Using Multi-Channel Marketing to Grow Your Brand

shutterstock_270706154

Multi-Channel marketing is the strategic planning and tactical execution of marketing campaigns across multiple channels, including computer, mobile, text, television and direct mail. Working across multiple channels can be a confusing endeavour, but with the right knowledge and strategy, you can use multi-channel marketing to grow your brand. 

Why implement multi-channel marketing?

60% of companies that adopt multi-channel marketing see their revenue rise by about 10%. Interestingly, 72% of consumers prefer multi-channel marketing as opposed to a more siloed approach to marketing channels. It makes sense – consumers are engaging across many platforms and so should brands.

Multi-channel marketing is also useful for franchises or Local Area Managers (LAMs) that need to balance the competing demands of different franchisees within the overall marketing structure. Under the right strategy, brand awareness content pairs easily with location or time based digital content. It’s not always easy, but it does provide value for money, and has a proven track record of success.

Benefits of using multi-channel marketing

So now we know why we should use multi-channel marketing, Let’s look at some of the benefits in more detail. Megan Marrs recently highlighted some key advantages for brands that use multi-channel marketing:

  • More attention – Brand recognition across multiple platforms adds a sense of value and trust. Just as consumers interact across various social channels, brands that are savvy through different mediums appear socially aware and relatable.
  • Choice of Medium – buyers have unique habits. Some may prefer to shop online but want to browse a catalogue before choosing. Others may see you first on the television but want to find out more elsewhere. In fashion retail it’s not uncommon for customers to browse online, try on in the store and even return online to finalise the purchase. This brings us to the next point –
  • Brand Consistency – While different channels demand different types of content, marketing across multiple channels will drive home a consistent message if your strategy is on point.
  • More Data More touch points in your sales channels means more data collection to collate and cross reference. Ultimately, this leads to better predictive models and more efficient marketing.
  • Reaching new markets – Using a new medium could initiate contact with a new market, different age groups and demographics tend to have their own engagement patterns.

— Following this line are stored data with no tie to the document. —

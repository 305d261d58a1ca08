//! Model-facing pipeline stages shared by ingestion and query.
//!
//! Each submodule implements exactly one transformation step behind an
//! object-safe trait, so the pipelines can be driven by real providers in
//! production and by scripted fakes in tests.
//!
//! ## Data Flow
//!
//! ```text
//! ingest: render ──▶ encode ──▶ llm::Transcriber ──▶ embed ──▶ index
//!         (pdfium)   (base64)   (vision model)      (vectors)
//!
//! query:  embed ──▶ index ──▶ llm::Generator
//! ```
//!
//! 1. [`render`]: rasterise every page; runs in `spawn_blocking` because
//!    pdfium is not async-safe
//! 2. [`encode`]: PNG-encode and base64-wrap each page for the vision
//!    request body, and optionally persist it to disk
//! 3. [`llm`]: timeout, retry and output validation around every chat call
//! 4. [`embed`]: text → model-tagged vector

pub mod embed;
pub mod encode;
pub mod llm;
pub mod render;
//! Domain types shared across the scangate workspace.
//!
//! These are the vocabulary of one scan session: alert severities, the
//! alerts themselves, the per-severity distinct-identity summary, and the
//! final session classification.

use std::fmt;

use serde::{Deserialize, Serialize};

/// Alert severity as reported by the scanning daemon.
///
/// Variants are declared in descending policy weight, the order in which
/// the threshold policy considers them. Use [`Severity::ALL`] for
/// policy-order iteration.
#[derive(Debug, Clone, Copy, PartialEq, Eq, PartialOrd, Ord, Hash, Serialize, Deserialize)]
pub enum Severity {
    /// Confirmed high-risk finding.
    High,
    /// Medium-risk finding.
    Medium,
    /// Low-risk finding.
    Low,
    /// Informational finding.
    Informational,
}

impl Severity {
    /// All severities in policy order (descending weight).
    pub const ALL: [Severity; 4] = [
        Severity::High,
        Severity::Medium,
        Severity::Low,
        Severity::Informational,
    ];

    /// Parses the daemon's wire-format `risk` field.
    ///
    /// The daemon reports exactly `"High"`, `"Medium"`, `"Low"` or
    /// `"Informational"`; matching is case-sensitive and exact. Anything
    /// else is a malformed record and returns `None`.
    pub fn from_risk(s: &str) -> Option<Self> {
        match s {
            "High" => Some(Self::High),
            "Medium" => Some(Self::Medium),
            "Low" => Some(Self::Low),
            "Informational" => Some(Self::Informational),
            _ => None,
        }
    }

    /// Parses a severity from configuration input.
    ///
    /// Unlike [`Severity::from_risk`] this is case-insensitive and accepts
    /// common abbreviations.
    pub fn from_str_loose(s: &str) -> Option<Self> {
        match s.to_lowercase().as_str() {
            "high" => Some(Self::High),
            "medium" | "med" => Some(Self::Medium),
            "low" => Some(Self::Low),
            "informational" | "info" => Some(Self::Informational),
            _ => None,
        }
    }
}

impl fmt::Display for Severity {
    fn fmt(&self, f: &mut fmt::Formatter<'_>) -> fmt::Result {
        match self {
            Self::High => write!(f, "High"),
            Self::Medium => write!(f, "Medium"),
            Self::Low => write!(f, "Low"),
            Self::Informational => write!(f, "Informational"),
        }
    }
}

/// One alert record from the daemon's inventory.
///
/// `name` is the alert identity. It is not unique per occurrence: the same
/// identity may be raised many times during a scan, possibly with
/// different severities.
#[derive(Debug, Clone, PartialEq, Eq, Serialize, Deserialize)]
pub struct Alert {
    /// Alert identity (the daemon's `alert` field).
    pub name: String,
    /// Severity (the daemon's `risk` field).
    pub severity: Severity,
}

impl Alert {
    pub fn new(name: impl Into<String>, severity: Severity) -> Self {
        Self {
            name: name.into(),
            severity,
        }
    }
}

impl fmt::Display for Alert {
    fn fmt(&self, f: &mut fmt::Formatter<'_>) -> fmt::Result {
        write!(f, "[{}] {}", self.severity, self.name)
    }
}

/// Per-severity counts of *distinct* alert identities.
///
/// Derived fresh for every evaluation; never persisted. Only the first
/// occurrence of each identity contributes (see the aggregator for the
/// exact rule).
#[derive(Debug, Clone, Copy, Default, PartialEq, Eq, Serialize, Deserialize)]
pub struct AlertSummary {
    /// Distinct High identities.
    pub high: u64,
    /// Distinct Medium identities.
    pub medium: u64,
    /// Distinct Low identities.
    pub low: u64,
    /// Distinct Informational identities.
    pub informational: u64,
}

impl AlertSummary {
    /// Increments the count for `severity`.
    pub fn record(&mut self, severity: Severity) {
        match severity {
            Severity::High => self.high += 1,
            Severity::Medium => self.medium += 1,
            Severity::Low => self.low += 1,
            Severity::Informational => self.informational += 1,
        }
    }

    /// Count of distinct identities observed with `severity`.
    pub fn count(&self, severity: Severity) -> u64 {
        match severity {
            Severity::High => self.high,
            Severity::Medium => self.medium,
            Severity::Low => self.low,
            Severity::Informational => self.informational,
        }
    }

    /// Total distinct identities across all severities.
    pub fn total(&self) -> u64 {
        self.high + self.medium + self.low + self.informational
    }

    pub fn is_empty(&self) -> bool {
        self.total() == 0
    }
}

impl fmt::Display for AlertSummary {
    fn fmt(&self, f: &mut fmt::Formatter<'_>) -> fmt::Result {
        write!(
            f,
            "high={} medium={} low={} informational={}",
            self.high, self.medium, self.low, self.informational,
        )
    }
}

/// Final classification of one scan session.
///
/// `Ord` is declaration order (`Success < Unstable < Failure`), which lets
/// downgrade logic use `max`. Infrastructure failures are *not* a variant
/// here: they propagate as errors and are surfaced as an aborted build by
/// the caller.
#[derive(Debug, Clone, Copy, PartialEq, Eq, PartialOrd, Ord, Hash, Serialize, Deserialize)]
pub enum SessionResult {
    /// No threshold exceeded.
    Success,
    /// A Medium/Low/Informational soft limit was exceeded.
    Unstable,
    /// The High or cumulative soft limit was exceeded, or cleanup failed.
    Failure,
}

impl fmt::Display for SessionResult {
    fn fmt(&self, f: &mut fmt::Formatter<'_>) -> fmt::Result {
        match self {
            Self::Success => write!(f, "SUCCESS"),
            Self::Unstable => write!(f, "UNSTABLE"),
            Self::Failure => write!(f, "FAILURE"),
        }
    }
}
//! CLI-specific error types and exit code mapping.

use scangate_core::error::ScangateError;
use scangate_session::SessionError;

/// CLI-specific error type.
///
/// Each variant carries enough context for a user-facing message; the
/// `exit_code()` method maps errors to the gate's exit-code contract.
/// Policy verdicts (`Failure`, `Unstable`) are *not* errors -- they map to
/// exit codes in `main` from the successful session report.
#[derive(Debug, thiserror::Error)]
pub enum CliError {
    /// Configuration loading or validation failure.
    #[error("configuration error: {0}")]
    Config(String),

    /// A subcommand-specific operation failed.
    #[error("{0}")]
    Command(String),

    /// Infrastructure failure: the session aborted before producing a
    /// verdict (launch, readiness, management API, cancellation).
    #[error("session aborted: {0}")]
    Aborted(String),

    /// JSON serialisation failed during output rendering.
    #[error("json output error: {0}")]
    JsonSerialize(#[from] serde_json::Error),

    /// IO error (file read, stdout write, etc.).
    #[error("io error: {0}")]
    Io(#[from] std::io::Error),

    /// Wrapped domain error from scangate-core.
    #[error("{0}")]
    Core(#[from] ScangateError),
}

impl CliError {
    /// Map the error to a process exit code.
    ///
    /// | Code | Meaning                                  |
    /// |------|------------------------------------------|
    /// | 0    | Success verdict                          |
    /// | 1    | General / command error                  |
    /// | 2    | Configuration error                      |
    /// | 3    | Session aborted (infrastructure failure) |
    /// | 4    | Failure verdict (threshold policy)       |
    /// | 5    | Unstable verdict (threshold policy)      |
    /// | 10   | IO error                                 |
    pub fn exit_code(&self) -> i32 {
        match self {
            Self::Config(_) | Self::Core(_) => 2,
            Self::Aborted(_) => 3,
            Self::Io(_) => 10,
            Self::JsonSerialize(_) | Self::Command(_) => 1,
        }
    }
}

impl From<SessionError> for CliError {
    fn from(e: SessionError) -> Self {
        match e {
            SessionError::Config(c) => Self::Config(c.to_string()),
            other => Self::Aborted(other.to_string()),
        }
    }
}
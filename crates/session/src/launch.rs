//! Daemon process launching and bounded joining.
//!
//! [`ProcessLauncher::spawn`] starts the daemon as a child process with
//! the build environment plus configured overrides, working directory set
//! to the install dir, and stdout/stderr forwarded line-by-line to the
//! session's log sink. The returned [`ProcessHandle`] supports
//! "wait up to D, else report still-running" joins.

use std::process::Stdio;

use tokio::io::{AsyncBufReadExt, AsyncRead, BufReader};
use tokio::process::{Child, Command};
use tracing::{debug, info, warn};

use crate::config::LaunchConfig;
use crate::error::LaunchError;

const PROG_NAME_SH: &str = "scand.sh";
const PROG_NAME_BAT: &str = "scand.bat";

/// Resolves the daemon executable path for the local node.
///
/// Joins the install directory with the platform program name:
/// `/scand.sh` on unix-style nodes, `\scand.bat` otherwise. Callers on
/// remote or cross-platform nodes resolve the path themselves and pass it
/// through [`LaunchConfig::program`] verbatim.
pub fn resolve_program_path(install_dir: &str) -> String {
    if cfg!(windows) {
        format!("{install_dir}\\{PROG_NAME_BAT}")
    } else {
        format!("{install_dir}/{PROG_NAME_SH}")
    }
}

/// Handle to a spawned daemon process.
#[derive(Debug)]
pub struct ProcessHandle {
    child: Child,
    pid: Option<u32>,
}

impl ProcessHandle {
    /// OS process id, if the child is still attached.
    pub fn pid(&self) -> Option<u32> {
        self.pid
    }

    /// Waits for the child to exit, up to `limit`.
    ///
    /// Returns `Ok(Some(status))` when the child exited within the
    /// window and `Ok(None)` when it is still running -- a join timeout is
    /// the caller's to report, never an error here.
    pub async fn wait_timeout(
        &mut self,
        limit: std::time::Duration,
    ) -> Result<Option<std::process::ExitStatus>, std::io::Error> {
        match tokio::time::timeout(limit, self.child.wait()).await {
            Ok(status) => status.map(Some),
            Err(_) => Ok(None),
        }
    }
}

/// Spawns the scan daemon.
pub struct ProcessLauncher;

impl ProcessLauncher {
    /// Starts the daemon child process.
    ///
    /// The command vector comes from
    /// [`build_command`](crate::command::build_command); spawning is
    /// non-blocking with respect to daemon readiness -- callers probe the
    /// control port separately. The child inherits the build environment;
    /// configured overrides are applied on top and win on key collision.
    ///
    /// # Errors
    ///
    /// Returns [`LaunchError::SpawnFailed`] when the executable cannot be
    /// started.
    pub fn spawn(config: &LaunchConfig, argv: &[String]) -> Result<ProcessHandle, LaunchError> {
        let (program, args) = argv.split_first().ok_or_else(|| LaunchError::SpawnFailed {
            program: String::new(),
            reason: "empty command vector".to_owned(),
        })?;

        let mut child = Command::new(program)
            .args(args)
            .current_dir(&config.install_dir)
            .envs(&config.env_overrides)
            .stdin(Stdio::null())
            .stdout(Stdio::piped())
            .stderr(Stdio::piped())
            .spawn()
            .map_err(|e| LaunchError::SpawnFailed {
                program: program.clone(),
                reason: e.to_string(),
            })?;

        let pid = child.id();
        info!(pid = pid, program = %program, "scan daemon spawned");

        if let Some(stdout) = child.stdout.take() {
            tokio::spawn(forward_output(stdout, "stdout"));
        }
        if let Some(stderr) = child.stderr.take() {
            tokio::spawn(forward_output(stderr, "stderr"));
        }

        Ok(ProcessHandle { child, pid })
    }
}

/// Forwards one child output stream to the log sink, line by line.
///
/// Runs until the stream closes (daemon exit). Stream errors end the
/// forwarding task; they do not affect the session.
async fn forward_output(stream: impl AsyncRead + Unpin, channel: &'static str) {
    let mut lines = BufReader::new(stream).lines();
    loop {
        match lines.next_line().await {
            Ok(Some(line)) => {
                if channel == "stderr" {
                    warn!(target: "scand", "{line}");
                } else {
                    info!(target: "scand", "{line}");
                }
            }
            Ok(None) => break,
            Err(e) => {
                debug!(channel, error = %e, "daemon output stream closed with error");
                break;
            }
        }
    }
}
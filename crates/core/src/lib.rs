//! Shared types, errors, configuration and metric names for scangate.
//!
//! Scangate orchestrates one security-scan daemon lifecycle per build:
//! launch, readiness probe, alert aggregation, threshold classification,
//! guaranteed shutdown. This crate holds everything the session engine and
//! the CLI share.

pub mod config;
pub mod error;
pub mod metrics;
pub mod types;

// --- re-exports ---

// Errors
pub use error::{ConfigError, ScangateError};

// Configuration
pub use config::ScangateConfig;

// Domain types
pub use types::{Alert, AlertSummary, SessionResult, Severity};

Potential issues with multi-channel marketing

Marrs also identifies a number of challenges marketers face when marketing across multiple platforms

  • Too many moving parts – Marketing though a number of sales channels means thinking laterally about the logic and cohesiveness of your campaigns. It’s also harder to identify efficiency and effectiveness. Sure, goals were met, but are there areas that need improvement? With so little time and so much to look after, optimising cross-promotions can be a daunting task.
  • Increased costs – This is the big one. Without a carefully coordinated strategy, the costs of multi-channel marketing can skyrocket.
  • Budget creep – Multi-channel marketing can run up the costs of your marketing budget, and just as the gains can be exponential, so too can the loses if the planning is poor or the strategy off base.

Multi-channel marketing best practice

Now that we know the benefits and potential challenges of multi-channel marketing, let’s look at some tips for how multi-channel marketing can grow your brand.

Pairing the right channels

Effective multi-channel marketing requires an understanding of the types of channels that work well together, as well as the times they are effective.

For example, computer and mobile work well together during the standard Mon-Fri 9-5 work week. At any given time there are people at the office browsing the net and checking their smartphones. But what about after work? The two screen effect works better through television and mobile in the period after work. When we’re at home we watch television and are less active on our computers.

Quality reporting on your budget

We’ve already covered budget blowout as a potential pitfall for poorly managed multi-channel campaigns, but how you qualify your budget is just as important. In a franchise environment in particular, you’ll want to consolidate your spend across channels in a single system to better track the efficiency and effectiveness of your campaign. Data consolidation also means more granularity in your data collection. That can only be a good thing!

A step in the right direction

If your marketing strategy isn’t producing the kind of return on investment you’re hoping for, you will need to assess overall strategy and how you’re collecting data. Multi-channel marketing can certainly be a step in the right direction, but you might need some help in different areas. Bring some collaborators into the mix – team members from IT, in store design etc are a good place to start, and tweak your budget and process across channels and time zones for better results.